Task requirements: All of the entries below must be copied out exactly.

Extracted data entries
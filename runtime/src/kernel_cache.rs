//! Kernel handle cache.
//!
//! Maps binary keys to driver binary handles and `(binary, stub)` pairs to
//! function handles, so every kernel binary is registered with the driver at
//! most once per runtime context. Uses papaya's lock-free HashMap; lookups and
//! registrations are safe from any thread.
//!
//! The cache is owned by a [`RuntimeContext`](crate::context::RuntimeContext)
//! and torn down with it.

use papaya::{Compute, HashMap, Operation};
use snafu::{OptionExt, ResultExt};
use tessel_device::{BinHandle, Driver, FuncHandle, KernelBinary};

use crate::error::*;

/// Registry the compiled kernel binaries are loaded from.
pub trait KernelBinarySource: Send + Sync {
    fn binary(&self, key: &str) -> Option<KernelBinary>;
}

/// Binary source backed by an in-memory map.
#[derive(Debug, Default)]
pub struct BinaryStore {
    binaries: HashMap<String, KernelBinary>,
}

impl BinaryStore {
    pub fn new() -> Self {
        Self::default()
    }

    pub fn insert(&self, binary: KernelBinary) {
        let guard = self.binaries.guard();
        self.binaries.insert(binary.key.clone(), binary, &guard);
    }

    pub fn len(&self) -> usize {
        self.binaries.len()
    }

    pub fn is_empty(&self) -> bool {
        self.binaries.is_empty()
    }
}

impl KernelBinarySource for BinaryStore {
    fn binary(&self, key: &str) -> Option<KernelBinary> {
        let guard = self.binaries.guard();
        self.binaries.get(key, &guard).cloned()
    }
}

type FunctionKey = (BinHandle, String);

#[derive(Debug, Default)]
pub struct KernelHandleCache {
    binaries: HashMap<String, BinHandle>,
    functions: HashMap<FunctionKey, FuncHandle>,
}

impl KernelHandleCache {
    pub fn new() -> Self {
        Self::default()
    }

    /// Binary handle for `key`, registering the binary on first use.
    ///
    /// If two threads race on the same key, both register but only the first
    /// handle is kept; every caller receives that one.
    pub fn binary(&self, driver: &dyn Driver, source: &dyn KernelBinarySource, key: &str) -> Result<BinHandle> {
        let guard = self.binaries.guard();
        if let Some(&handle) = self.binaries.get(key, &guard) {
            return Ok(handle);
        }

        let binary = source.binary(key).context(KernelNotFoundSnafu { key })?;
        let registered = driver.register_binary(&binary).context(DeviceSnafu)?;
        tracing::debug!(key, handle = %registered, kind = %binary.kind, "kernel binary registered");

        match self.binaries.compute(
            key.to_string(),
            |entry| match entry {
                Some((_, &existing)) => Operation::Abort(existing),
                None => Operation::Insert(registered),
            },
            &guard,
        ) {
            Compute::Inserted(_, &handle) => Ok(handle),
            Compute::Aborted(handle) => Ok(handle),
            _ => Ok(registered),
        }
    }

    /// Function handle of `stub` inside the binary registered under `key`.
    pub fn function(
        &self,
        driver: &dyn Driver,
        source: &dyn KernelBinarySource,
        key: &str,
        stub: &str,
    ) -> Result<FuncHandle> {
        let bin = self.binary(driver, source, key)?;
        let lookup = (bin, stub.to_string());
        let guard = self.functions.guard();
        if let Some(&handle) = self.functions.get(&lookup, &guard) {
            return Ok(handle);
        }

        let registered = driver.register_function(bin, stub).context(DeviceSnafu)?;
        match self.functions.compute(
            lookup,
            |entry| match entry {
                Some((_, &existing)) => Operation::Abort(existing),
                None => Operation::Insert(registered),
            },
            &guard,
        ) {
            Compute::Inserted(_, &handle) => Ok(handle),
            Compute::Aborted(handle) => Ok(handle),
            _ => Ok(registered),
        }
    }

    pub fn binary_count(&self) -> usize {
        self.binaries.len()
    }

    pub fn function_count(&self) -> usize {
        self.functions.len()
    }

    /// Forget every cached handle.
    pub fn clear(&self) {
        self.binaries.pin().clear();
        self.functions.pin().clear();
    }
}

Written answer:
filename runtime/src/kernel_cache.rs
//! Kernel handle cache.
//!
//! Maps binary keys to driver binary handles and `(binary, stub)` pairs to
//! function handles, so every kernel binary is registered with the driver at
//! most once per runtime context. Uses papaya's lock-free HashMap; lookups and
//! registrations are safe from any thread.
//!
//! The cache is owned by a [`RuntimeContext`](crate::context::RuntimeContext)
//! and torn down with it.

use papaya::{Compute, HashMap, Operation};
use snafu::{OptionExt, ResultExt};
use tessel_device::{BinHandle, Driver, FuncHandle, KernelBinary};

use crate::error::*;

/// Registry the compiled kernel binaries are loaded from.
pub trait KernelBinarySource: Send + Sync {
    fn binary(&self, key: &str) -> Option<KernelBinary>;
}

/// Binary source backed by an in-memory map.
#[derive(Debug, Default)]
pub struct BinaryStore {
    binaries: HashMap<String, KernelBinary>,
}

impl BinaryStore {
    pub fn new() -> Self {
        Self::default()
    }

    pub fn insert(&self, binary: KernelBinary) {
        let guard = self.binaries.guard();
        self.binaries.insert(binary.key.clone(), binary, &guard);
    }

    pub fn len(&self) -> usize {
        self.binaries.len()
    }

    pub fn is_empty(&self) -> bool {
        self.binaries.is_empty()
    }
}

impl KernelBinarySource for BinaryStore {
    fn binary(&self, key: &str) -> Option<KernelBinary> {
        let guard = self.binaries.guard();
        self.binaries.get(key, &guard).cloned()
    }
}

type FunctionKey = (BinHandle, String);

#[derive(Debug, Default)]
pub struct KernelHandleCache {
    binaries: HashMap<String, BinHandle>,
    functions: HashMap<FunctionKey, FuncHandle>,
}

impl KernelHandleCache {
    pub fn new() -> Self {
        Self::default()
    }

    /// Binary handle for `key`, registering the binary on first use.
    ///
    /// If two threads race on the same key, both register but only the first
    /// handle is kept; every caller receives that one.
    pub fn binary(&self, driver: &dyn Driver, source: &dyn KernelBinarySource, key: &str) -> Result<BinHandle> {
        let guard = self.binaries.guard();
        if let Some(&handle) = self.binaries.get(key, &guard) {
            return Ok(handle);
        }

        let binary = source.binary(key).context(KernelNotFoundSnafu { key })?;
        let registered = driver.register_binary(&binary).context(DeviceSnafu)?;
        tracing::debug!(key, handle = %registered, kind = %binary.kind, "kernel binary registered");

        match self.binaries.compute(
            key.to_string(),
            |entry| match entry {
                Some((_, &existing)) => Operation::Abort(existing),
                None => Operation::Insert(registered),
            },
            &guard,
        ) {
            Compute::Inserted(_, &handle) => Ok(handle),
            Compute::Aborted(handle) => Ok(handle),
            _ => Ok(registered),
        }
    }

    /// Function handle of `stub` inside the binary registered under `key`.
    pub fn function(
        &self,
        driver: &dyn Driver,
        source: &dyn KernelBinarySource,
        key: &str,
        stub: &str,
    ) -> Result<FuncHandle> {
        let bin = self.binary(driver, source, key)?;
        let lookup = (bin, stub.to_string());
        let guard = self.functions.guard();
        if let Some(&handle) = self.functions.get(&lookup, &guard) {
            return Ok(handle);
        }

        let registered = driver.register_function(bin, stub).context(DeviceSnafu)?;
        match self.functions.compute(
            lookup,
            |entry| match entry {
                Some((_, &existing)) => Operation::Abort(existing),
                None => Operation::Insert(registered),
            },
            &guard,
        ) {
            Compute::Inserted(_, &handle) => Ok(handle),
            Compute::Aborted(handle) => Ok(handle),
            _ => Ok(registered),
        }
    }

    pub fn binary_count(&self) -> usize {
        self.binaries.len()
    }

    pub fn function_count(&self) -> usize {
        self.functions.len()
    }

    /// Forget every cached handle.
    pub fn clear(&self) {
        self.binaries.pin().clear();
        self.functions.pin().clear();
    }
}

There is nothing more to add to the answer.